Thomas Jack-Esplin White, Brigham Young University


Past research has shown how personality characteristics and demographics influence the likelihood of couples and individuals participating in marital interventions. However, these studies do not focus on the factors that influence men’s participation and are limited to their respective sample frames, making them difficult to generalize to a population. A nationally representative, population-level study of newlywed males may help to provide more generalizable insights regarding the factors that influence men’s participation in marital interventions. The current study had two purposes. First, this study sought to examine the personality and demographic factors that influenced the likelihood of men participating in a variety of marital interventions.
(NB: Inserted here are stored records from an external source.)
use std::collections::HashMap;
use std::sync::Mutex;

use lazy_static::lazy_static;
use regex::Regex;

use crate::error::ConfigError;

lazy_static! {
    static ref GLOBAL_CACHE: GlobCache = GlobCache::default();
}

/// Segment-based wildcard matcher used by remote patterns.
///
/// Patterns are split on a separator (`.` for hostnames, `/` for pathnames).
/// A `*` segment matches exactly one non-empty segment, a `**` segment matches
/// zero or more segments. A `*` embedded in a literal segment matches any run
/// of characters inside that segment.
#[derive(Clone, Debug)]
pub struct GlobMatcher {
    pattern: String,
    regex: Regex,
}

impl GlobMatcher {
    pub fn compile(pattern: &str, separator: char) -> Result<Self, ConfigError> {
        let invalid = |reason: &str| ConfigError::InvalidGlob {
            pattern: pattern.to_string(),
            reason: reason.to_string(),
        };

        if pattern.is_empty() {
            return Err(invalid("pattern is empty"));
        }

        let sep = regex::escape(&separator.to_string());
        let segment = format!("[^{sep}]");
        let segments: Vec<&str> = pattern.split(separator).collect();
        let last = segments.len() - 1;

        let mut source = String::from("^");
        // Whether the next literal segment must be preceded by a separator.
        let mut pending_sep = false;

        for (i, seg) in segments.iter().enumerate() {
            match *seg {
                "**" if i == last => {
                    if pending_sep {
                        source.push_str(&format!("(?:{sep}.*)?"));
                    } else {
                        source.push_str(".*");
                    }
                }
                "**" => {
                    if pending_sep {
                        source.push_str(&sep);
                    }
                    source.push_str(&format!("(?:{segment}*{sep})*"));
                    pending_sep = false;
                }
                "*" => {
                    if pending_sep {
                        source.push_str(&sep);
                    }
                    source.push_str(&format!("{segment}+"));
                    pending_sep = true;
                }
                literal if literal.contains("**") => {
                    return Err(invalid("\"**\" must be a whole segment"));
                }
                literal => {
                    if pending_sep {
                        source.push_str(&sep);
                    }
                    let parts: Vec<String> = literal.split('*').map(regex::escape).collect();
                    source.push_str(&parts.join(&format!("{segment}*")));
                    pending_sep = true;
                }
            }
        }
        source.push('$');

        let regex = Regex::new(&source).map_err(|e| invalid(&e.to_string()))?;
        Ok(Self {
            pattern: pattern.to_string(),
            regex,
        })
    }

    /// Compiles a hostname pattern, segments split on `.`.
    pub fn hostname(pattern: &str) -> Result<Self, ConfigError> {
        Self::compile(pattern, '.')
    }

    /// Compiles a pathname pattern, segments split on `/`.
    pub fn pathname(pattern: &str) -> Result<Self, ConfigError> {
        Self::compile(pattern, '/')
    }

    pub fn test(&self, candidate: &str) -> bool {
        self.regex.is_match(candidate)
    }

    pub fn pattern(&self) -> &str {
        &self.pattern
    }
}

/// Compiled matchers keyed by separator and pattern. Remote patterns come
/// from the config, so the set is bounded.
#[derive(Debug, Default)]
pub struct GlobCache {
    matchers: Mutex<HashMap<(char, String), GlobMatcher>>,
}

impl GlobCache {
    pub fn global() -> &'static GlobCache {
        &GLOBAL_CACHE
    }

    pub fn get_or_compile(&self, pattern: &str, separator: char) -> Result<GlobMatcher, ConfigError> {
        let key = (separator, pattern.to_string());
        if let Some(matcher) = self.lock().get(&key) {
            return Ok(matcher.clone());
        }
        let matcher = GlobMatcher::compile(pattern, separator)?;
        self.lock().insert(key, matcher.clone());
        Ok(matcher)
    }

    pub fn hostname(&self, pattern: &str) -> Result<GlobMatcher, ConfigError> {
        self.get_or_compile(pattern, '.')
    }

    pub fn pathname(&self, pattern: &str) -> Result<GlobMatcher, ConfigError> {
        self.get_or_compile(pattern, '/')
    }

    pub fn contains(&self, pattern: &str, separator: char) -> bool {
        self.lock().contains_key(&(separator, pattern.to_string()))
    }

    pub fn len(&self) -> usize {
        self.lock().len()
    }

    pub fn is_empty(&self) -> bool {
        self.len() == 0
    }

    fn lock(&self) -> std::sync::MutexGuard<'_, HashMap<(char, String), GlobMatcher>> {
        self.matchers
            .lock()
            .unwrap_or_else(|poisoned| poisoned.into_inner())
    }
}

#[cfg(test)]
mod glob_tests {
    use super::*;

    #[test]
    fn single_star_matches_one_label() {
        let glob = GlobMatcher::hostname("*.example.com").unwrap();
        assert!(glob.test("img.example.com"));
        assert!(!glob.test("example.com"));
        assert!(!glob.test("cdn.img.example.com"));
        assert!(!glob.test(".example.com"));
    }

    #[test]
    fn double_star_matches_any_labels() {
        let glob = GlobMatcher::hostname("**.example.com").unwrap();
        assert!(glob.test("example.com"));
        assert!(glob.test("img.example.com"));
        assert!(glob.test("cdn.img.example.com"));
        assert!(!glob.test("example.org"));
        assert!(!glob.test("badexample.com"));
    }

    #[test]
    fn literal_hostname_is_exact() {
        let glob = GlobMatcher::hostname("image.tmdb.org").unwrap();
        assert!(glob.test("image.tmdb.org"));
        assert!(!glob.test("imageXtmdb.org"));
        assert!(!glob.test("cdn.image.tmdb.org"));
    }

    #[test]
    fn trailing_double_star_pathname() {
        let glob = GlobMatcher::pathname("/t/p/**").unwrap();
        assert!(glob.test("/t/p"));
        assert!(glob.test("/t/p/w780/poster.jpg"));
        assert!(!glob.test("/t/q/w780/poster.jpg"));
        assert!(!glob.test("/t/pw780"));
    }

    #[test]
    fn middle_double_star_pathname() {
        let glob = GlobMatcher::pathname("/assets/**/hero.png").unwrap();
        assert!(glob.test("/assets/hero.png"));
        assert!(glob.test("/assets/2023/blog/hero.png"));
        assert!(!glob.test("/assets/2023/blog/hero.jpg"));
    }

    #[test]
    fn single_star_pathname() {
        let glob = GlobMatcher::pathname("/avatars/*").unwrap();
        assert!(glob.test("/avatars/me.png"));
        assert!(!glob.test("/avatars/nested/me.png"));
    }

    #[test]
    fn match_everything() {
        let glob = GlobMatcher::pathname("**").unwrap();
        assert!(glob.test("/"));
        assert!(glob.test("/a/b/c.png"));
        assert!(glob.test(""));
    }

    #[test]
    fn star_inside_segment() {
        let glob = GlobMatcher::hostname("img-*.example.com").unwrap();
        assert!(glob.test("img-eu.example.com"));
        assert!(!glob.test("img.eu.example.com"));
    }

    #[test]
    fn malformed_patterns_are_config_errors() {
        assert!(matches!(
            GlobMatcher::hostname(""),
            Err(ConfigError::InvalidGlob { .. })
        ));
        assert!(matches!(
            GlobMatcher::hostname("a**.example.com"),
            Err(ConfigError::InvalidGlob { .. })
        ));
    }

    #[test]
    fn cache_compiles_each_pattern_once() {
        let cache = GlobCache::default();
        let first = cache.hostname("**.example.com").unwrap();
        let second = cache.hostname("**.example.com").unwrap();
        assert_eq!(cache.len(), 1);
        assert_eq!(first.pattern(), second.pattern());
        assert!(second.test("img.example.com"));

        // Same text, different separator.
        cache.pathname("**.example.com").unwrap();
        assert_eq!(cache.len(), 2);
    }

    #[test]
    fn cache_does_not_store_malformed_patterns() {
        let cache = GlobCache::default();
        assert!(cache.hostname("a**.example.com").is_err());
        assert!(cache.is_empty());
    }
}
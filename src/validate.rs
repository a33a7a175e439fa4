use std::fmt;

use thiserror::Error;

use crate::config::ImageConfig;
use crate::error::{ConfigError, ImageError};
use crate::loader::{ImageLoader, ImageLoaderProps};
use crate::props::{ImageRequest, IntProp, Placeholder};
use crate::remote::{has_match, RemoteUrl};
use crate::warn::warn_once;

pub const VALID_LOADING_VALUES: [&str; 2] = ["lazy", "eager"];

#[derive(Clone, Copy, Debug, PartialEq, Eq)]
pub enum Severity {
    /// Rendering must not proceed.
    Fatal,
    /// Logged once per message; rendering proceeds.
    Advisory,
}

/// One broken rule. The message reads after `Image with src "<src>" `.
#[derive(Clone, Debug, Error, PartialEq, Eq)]
pub enum ViolationKind {
    #[error("is missing required \"src\" property.")]
    MissingSrc,
    #[error("has both \"width\" and \"fill\" properties. Only one should be used.")]
    FillWithWidth,
    #[error("has both \"height\" and \"fill\" properties. Only one should be used.")]
    FillWithHeight,
    #[error("has both \"fill\" and \"style.position\" properties. Images with \"fill\" always use position absolute - it cannot be modified.")]
    FillWithPosition,
    #[error("has both \"fill\" and \"style.width\" properties. Images with \"fill\" always use width 100% - it cannot be modified.")]
    FillWithStyleWidth,
    #[error("has both \"fill\" and \"style.height\" properties. Images with \"fill\" always use height 100% - it cannot be modified.")]
    FillWithStyleHeight,
    #[error("is missing required \"width\" property.")]
    MissingWidth,
    #[error("has invalid \"width\" property. Expected a numeric value in pixels but received \"{0}\".")]
    InvalidWidth(String),
    #[error("is missing required \"height\" property.")]
    MissingHeight,
    #[error("has invalid \"height\" property. Expected a numeric value in pixels but received \"{0}\".")]
    InvalidHeight(String),
    #[error("has invalid \"loading\" property. Provided \"{0}\" should be one of lazy,eager,undefined.")]
    InvalidLoading(String),
    #[error("has both \"priority\" and \"loading='lazy'\" properties. Only one should be used.")]
    PriorityWithLazy,
    #[error("has \"placeholder='blur'\" property but is missing the \"blurDataURL\" property. Add a small data URL to blur, or remove the \"placeholder\" property.")]
    BlurWithoutData,
    #[error("is smaller than 40x40. Consider removing the \"placeholder='blur'\" property to improve performance.")]
    BlurTooSmall,
    #[error("is using unsupported \"ref\" property. Consider using the \"onLoadingComplete\" property instead.")]
    UnsupportedRef,
    #[error("has a \"loader\" property that does not implement width. Please implement it or use the \"unoptimized\" property instead.")]
    LoaderIgnoresWidth,
    #[error("uses a protocol-relative URL (//). Change it to an absolute URL (http:// or https://).")]
    ProtocolRelativeSrc,
    #[error("must start with a leading slash \"/\" or be an absolute URL (http:// or https://).")]
    InvalidSrc,
    #[error("has hostname \"{0}\" which is not configured under images domains or remotePatterns. It will be served unoptimized.")]
    RemoteNotAllowed(String),
    #[error("was detected as the Largest Contentful Paint (LCP). Please add the \"priority\" property if this image is above the fold.")]
    LargestContentfulPaint,
}

impl ViolationKind {
    pub fn severity(&self) -> Severity {
        match self {
            ViolationKind::MissingSrc
            | ViolationKind::BlurTooSmall
            | ViolationKind::UnsupportedRef
            | ViolationKind::LoaderIgnoresWidth
            | ViolationKind::RemoteNotAllowed(_)
            | ViolationKind::LargestContentfulPaint => Severity::Advisory,
            _ => Severity::Fatal,
        }
    }

    /// Names of the props involved in the violation.
    pub fn props(&self) -> &'static [&'static str] {
        match self {
            ViolationKind::MissingSrc | ViolationKind::ProtocolRelativeSrc | ViolationKind::InvalidSrc => &["src"],
            ViolationKind::RemoteNotAllowed(_) => &["src"],
            ViolationKind::FillWithWidth => &["fill", "width"],
            ViolationKind::FillWithHeight => &["fill", "height"],
            ViolationKind::FillWithPosition => &["fill", "style.position"],
            ViolationKind::FillWithStyleWidth => &["fill", "style.width"],
            ViolationKind::FillWithStyleHeight => &["fill", "style.height"],
            ViolationKind::MissingWidth | ViolationKind::InvalidWidth(_) => &["width"],
            ViolationKind::MissingHeight | ViolationKind::InvalidHeight(_) => &["height"],
            ViolationKind::InvalidLoading(_) => &["loading"],
            ViolationKind::PriorityWithLazy => &["priority", "loading"],
            ViolationKind::BlurWithoutData => &["placeholder", "blurDataURL"],
            ViolationKind::BlurTooSmall => &["placeholder", "width", "height"],
            ViolationKind::UnsupportedRef => &["ref"],
            ViolationKind::LoaderIgnoresWidth => &["loader"],
            ViolationKind::LargestContentfulPaint => &["priority"],
        }
    }
}

#[derive(Clone, Debug, PartialEq, Eq)]
pub struct Violation {
    pub src: String,
    pub kind: ViolationKind,
}

impl Violation {
    pub fn new(src: impl Into<String>, kind: ViolationKind) -> Self {
        Self {
            src: src.into(),
            kind,
        }
    }

    pub fn severity(&self) -> Severity {
        self.kind.severity()
    }
}

impl fmt::Display for Violation {
    fn fmt(&self, f: &mut fmt::Formatter<'_>) -> fmt::Result {
        write!(f, "Image with src \"{}\" {}", self.src, self.kind)
    }
}

/// Every violation found, in rule priority order.
#[derive(Clone, Debug, Default, PartialEq, Eq)]
pub struct ValidationOutcome {
    pub violations: Vec<Violation>,
    /// The image has to be served as-is (no `src`, or a remote host that is
    /// not allowed).
    pub force_unoptimized: bool,
}

impl ValidationOutcome {
    pub fn is_ok(&self) -> bool {
        self.violations.is_empty()
    }

    pub fn first_fatal(&self) -> Option<&Violation> {
        self.violations.iter().find(|v| v.severity() == Severity::Fatal)
    }

    pub fn advisories(&self) -> impl Iterator<Item = &Violation> {
        self.violations
            .iter()
            .filter(|v| v.severity() == Severity::Advisory)
    }

    /// Fails on the first fatal violation; otherwise logs each advisory once
    /// and returns whether the image must be rendered unoptimized.
    pub fn into_result(self) -> Result<bool, ImageError> {
        if let Some(fatal) = self.first_fatal() {
            return Err(ImageError::InvalidProps(fatal.clone()));
        }
        for advisory in self.advisories() {
            warn_once(advisory.to_string());
        }
        Ok(self.force_unoptimized)
    }
}

/// Checks one render request. Pure apart from calling `loader` once for the
/// width check; advisories are returned, not logged.
pub fn validate(
    props: &ImageRequest,
    config: &ImageConfig,
    loader: &ImageLoader,
) -> Result<ValidationOutcome, ConfigError> {
    let mut outcome = ValidationOutcome::default();
    let src = props.src.as_str();
    let mut push = |kind: ViolationKind| outcome.violations.push(Violation::new(src, kind));

    let width_int = props.width_int();
    let height_int = props.height_int();
    let mut unoptimized = props.unoptimized || config.unoptimized || props.is_inline_source();
    let mut force_unoptimized = false;

    if src.is_empty() {
        push(ViolationKind::MissingSrc);
        unoptimized = true;
        force_unoptimized = true;
    } else if props.fill {
        if props.width.is_some() {
            push(ViolationKind::FillWithWidth);
        }
        if props.height.is_some() {
            push(ViolationKind::FillWithHeight);
        }
        let style = &props.style;
        if style.position.as_deref().is_some_and(|p| p != "absolute") {
            push(ViolationKind::FillWithPosition);
        }
        if style.width.as_deref().is_some_and(|w| w != "100%") {
            push(ViolationKind::FillWithStyleWidth);
        }
        if style.height.as_deref().is_some_and(|h| h != "100%") {
            push(ViolationKind::FillWithStyleHeight);
        }
    } else {
        match width_int {
            IntProp::Missing => push(ViolationKind::MissingWidth),
            IntProp::Invalid => push(ViolationKind::InvalidWidth(display(&props.width))),
            IntProp::Valid(_) => {}
        }
        match height_int {
            IntProp::Missing => push(ViolationKind::MissingHeight),
            IntProp::Invalid => push(ViolationKind::InvalidHeight(display(&props.height))),
            IntProp::Valid(_) => {}
        }
    }

    if let Some(loading) = props.loading.as_deref() {
        if !VALID_LOADING_VALUES.contains(&loading) {
            push(ViolationKind::InvalidLoading(loading.to_string()));
        }
    }
    if props.priority && props.loading.as_deref() == Some("lazy") {
        push(ViolationKind::PriorityWithLazy);
    }

    if props.placeholder == Placeholder::Blur {
        if props.blur_data_url.is_none() {
            push(ViolationKind::BlurWithoutData);
        }
        if let (Some(w), Some(h)) = (width_int.value(), height_int.value()) {
            if u64::from(w) * u64::from(h) < 1600 {
                push(ViolationKind::BlurTooSmall);
            }
        }
    }

    if props.has_ref {
        push(ViolationKind::UnsupportedRef);
    }

    if !unoptimized && loader.is_default() {
        if src.starts_with("//") {
            push(ViolationKind::ProtocolRelativeSrc);
        } else if !src.starts_with('/') {
            match RemoteUrl::parse(src) {
                None => push(ViolationKind::InvalidSrc),
                Some(url) => {
                    if !has_match(&config.domains, &config.remote_patterns, &url)? {
                        push(ViolationKind::RemoteNotAllowed(url.hostname));
                        force_unoptimized = true;
                    }
                }
            }
        }
    }

    if !unoptimized && !loader.is_default() {
        let sample_url = loader.load(&ImageLoaderProps {
            config,
            src,
            width: width_int.value().unwrap_or(400),
            quality: Some(props.quality_int().unwrap_or(75)),
        });
        let ignores_width = sample_url == src
            || RemoteUrl::parse(&sample_url).is_some_and(|url| url.pathname == src && url.search.is_empty());
        if ignores_width {
            push(ViolationKind::LoaderIgnoresWidth);
        }
    }

    outcome.force_unoptimized = force_unoptimized;
    Ok(outcome)
}

/// Validates, logs advisories, and turns the first fatal violation into an
/// error. Returns whether the image must be rendered unoptimized.
pub fn check_image(
    props: &ImageRequest,
    config: &ImageConfig,
    loader: &ImageLoader,
) -> Result<bool, ImageError> {
    validate(props, config, loader)?.into_result()
}

fn display(value: &Option<crate::props::Dimension>) -> String {
    value.as_ref().map(ToString::to_string).unwrap_or_default()
}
Second, this study attempted to provide a demographic description of men who participated in marital interventions. A sample of 2,150 men were drawn from a nationally representative random probability sample known as the CREATE survey. Binary and multinomial logistic regression analyses were used to address the research questions. A total of three factors were found to be influential in the likelihood of men participating in marital interventions – religiosity, depressive symptoms, race/ethnicity. This study provides an in-depth view as to how men’s religiosity largely influenced the likelihood of them participating in marital interventions, nationwide. Such conclusions have valuable potential to help practitioners understand, in detail, how men’s religiosity may influence men to participate in marital interventions.